Dataset records
----

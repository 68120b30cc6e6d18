//! Import-time deduplication cache.
//!
//! During one import, a source asset may reference the same image or mesh
//! from many nodes. The cache maps source keys to the pool handles already
//! created for them so each source entity is materialized at most once.
//!
//! The cache is an explicit object owned by the caller and scoped to one
//! import: [`crate::resources::import_scene`] clears it before traversal,
//! so handles from a previous, unrelated import can never leak into cache
//! hits for a new one.

use std::collections::HashMap;

use crate::data_structures::{Handle, Material, Mesh, Texture};

#[derive(Debug, Default)]
pub struct ImportCache {
    textures: HashMap<String, Handle<Texture>>,
    materials: HashMap<usize, Handle<Material>>,
    meshes: HashMap<usize, Handle<Mesh>>,
}

impl ImportCache {
    pub fn new() -> Self {
        Self::default()
    }

    /// Drop all mappings. Must run before a new import begins.
    pub fn clear(&mut self) {
        self.textures.clear();
        self.materials.clear();
        self.meshes.clear();
    }

    pub fn texture(&self, key: &str) -> Option<Handle<Texture>> {
        self.textures.get(key).copied()
    }

    pub fn record_texture(&mut self, key: &str, handle: Handle<Texture>) {
        self.textures.insert(key.to_string(), handle);
    }

    pub fn material(&self, source_index: usize) -> Option<Handle<Material>> {
        self.materials.get(&source_index).copied()
    }

    pub fn record_material(&mut self, source_index: usize, handle: Handle<Material>) {
        self.materials.insert(source_index, handle);
    }

    pub fn mesh(&self, source_index: usize) -> Option<Handle<Mesh>> {
        self.meshes.get(&source_index).copied()
    }

    pub fn record_mesh(&mut self, source_index: usize, handle: Handle<Mesh>) {
        self.meshes.insert(source_index, handle);
    }
}

#[cfg(test)]
mod tests {
    use super::*;
    use crate::data_structures::Scene;

    // Get-or-create as the importer drives it, with an observable decode.
    fn fetch_texture(
        cache: &mut ImportCache,
        scene: &mut Scene,
        key: &str,
        decodes: &mut u32,
    ) -> Handle<Texture> {
        if let Some(handle) = cache.texture(key) {
            return handle;
        }
        *decodes += 1;
        let handle = scene.add_texture(Texture::default());
        cache.record_texture(key, handle);
        handle
    }

    #[test]
    fn repeated_key_returns_same_handle_and_decodes_once() {
        let mut cache = ImportCache::new();
        let mut scene = Scene::new();
        let mut decodes = 0;

        let first = fetch_texture(&mut cache, &mut scene, "x.png", &mut decodes);
        let second = fetch_texture(&mut cache, &mut scene, "x.png", &mut decodes);

        assert_eq!(first, second);
        assert_eq!(decodes, 1);
        assert_eq!(scene.textures.len(), 1);
    }

    #[test]
    fn clear_isolates_imports() {
        let mut cache = ImportCache::new();
        let mut scene = Scene::new();
        let mut decodes = 0;

        fetch_texture(&mut cache, &mut scene, "x.png", &mut decodes);
        assert_eq!(decodes, 1);

        // New import: the old mapping must not leak in.
        cache.clear();
        let fresh = fetch_texture(&mut cache, &mut scene, "x.png", &mut decodes);
        assert_eq!(decodes, 2);
        assert_eq!(fresh.index(), 1);
    }

    #[test]
    fn mesh_and_material_keys_are_independent() {
        let mut cache = ImportCache::new();
        let mut scene = Scene::new();

        let mesh = scene.add_mesh();
        let material = scene.add_material();
        cache.record_mesh(0, mesh);
        cache.record_material(0, material);

        assert_eq!(cache.mesh(0), Some(mesh));
        assert_eq!(cache.material(0), Some(material));
        assert_eq!(cache.mesh(1), None);
    }
}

----

(What is expected)
From the first line to the last, restate the data above exactly.

(Answer space)
repository 68120b30cc6e6d18
//! Import-time deduplication cache.
//!
//! During one import, a source asset may reference the same image or mesh
//! from many nodes. The cache maps source keys to the pool handles already
//! created for them so each source entity is materialized at most once.
//!
//! The cache is an explicit object owned by the caller and scoped to one
//! import: [`crate::resources::import_scene`] clears it before traversal,
//! so handles from a previous, unrelated import can never leak into cache
//! hits for a new one.

use std::collections::HashMap;

use crate::data_structures::{Handle, Material, Mesh, Texture};

#[derive(Debug, Default)]
pub struct ImportCache {
    textures: HashMap<String, Handle<Texture>>,
    materials: HashMap<usize, Handle<Material>>,
    meshes: HashMap<usize, Handle<Mesh>>,
}

impl ImportCache {
    pub fn new() -> Self {
        Self::default()
    }

    /// Drop all mappings. Must run before a new import begins.
    pub fn clear(&mut self) {
        self.textures.clear();
        self.materials.clear();
        self.meshes.clear();
    }

    pub fn texture(&self, key: &str) -> Option<Handle<Texture>> {
        self.textures.get(key).copied()
    }

    pub fn record_texture(&mut self, key: &str, handle: Handle<Texture>) {
        self.textures.insert(key.to_string(), handle);
    }

    pub fn material(&self, source_index: usize) -> Option<Handle<Material>> {
        self.materials.get(&source_index).copied()
    }

    pub fn record_material(&mut self, source_index: usize, handle: Handle<Material>) {
        self.materials.insert(source_index, handle);
    }

    pub fn mesh(&self, source_index: usize) -> Option<Handle<Mesh>> {
        self.meshes.get(&source_index).copied()
    }

    pub fn record_mesh(&mut self, source_index: usize, handle: Handle<Mesh>) {
        self.meshes.insert(source_index, handle);
    }
}

#[cfg(test)]
mod tests {
    use super::*;
    use crate::data_structures::Scene;

    // Get-or-create as the importer drives it, with an observable decode.
    fn fetch_texture(
        cache: &mut ImportCache,
        scene: &mut Scene,
        key: &str,
        decodes: &mut u32,
    ) -> Handle<Texture> {
        if let Some(handle) = cache.texture(key) {
            return handle;
        }
        *decodes += 1;
        let handle = scene.add_texture(Texture::default());
        cache.record_texture(key, handle);
        handle
    }

    #[test]
    fn repeated_key_returns_same_handle_and_decodes_once() {
        let mut cache = ImportCache::new();
        let mut scene = Scene::new();
        let mut decodes = 0;

        let first = fetch_texture(&mut cache, &mut scene, "x.png", &mut decodes);
        let second = fetch_texture(&mut cache, &mut scene, "x.png", &mut decodes);

        assert_eq!(first, second);
        assert_eq!(decodes, 1);
        assert_eq!(scene.textures.len(), 1);
    }

    #[test]
    fn clear_isolates_imports() {
        let mut cache = ImportCache::new();
        let mut scene = Scene::new();
        let mut decodes = 0;

        fetch_texture(&mut cache, &mut scene, "x.png", &mut decodes);
        assert_eq!(decodes, 1);

        // New import: the old mapping must not leak in.
        cache.clear();
        let fresh = fetch_texture(&mut cache, &mut scene, "x.png", &mut decodes);
        assert_eq!(decodes, 2);
        assert_eq!(fresh.index(), 1);
    }

    #[test]
    fn mesh_and_material_keys_are_independent() {
        let mut cache = ImportCache::new();
        let mut scene = Scene::new();

        let mesh = scene.add_mesh();
        let material = scene.add_material();
        cache.record_mesh(0, mesh);
        cache.record_material(0, material);

        assert_eq!(cache.mesh(0), Some(mesh));
        assert_eq!(cache.material(0), Some(material));
        assert_eq!(cache.mesh(1), None);
    }
}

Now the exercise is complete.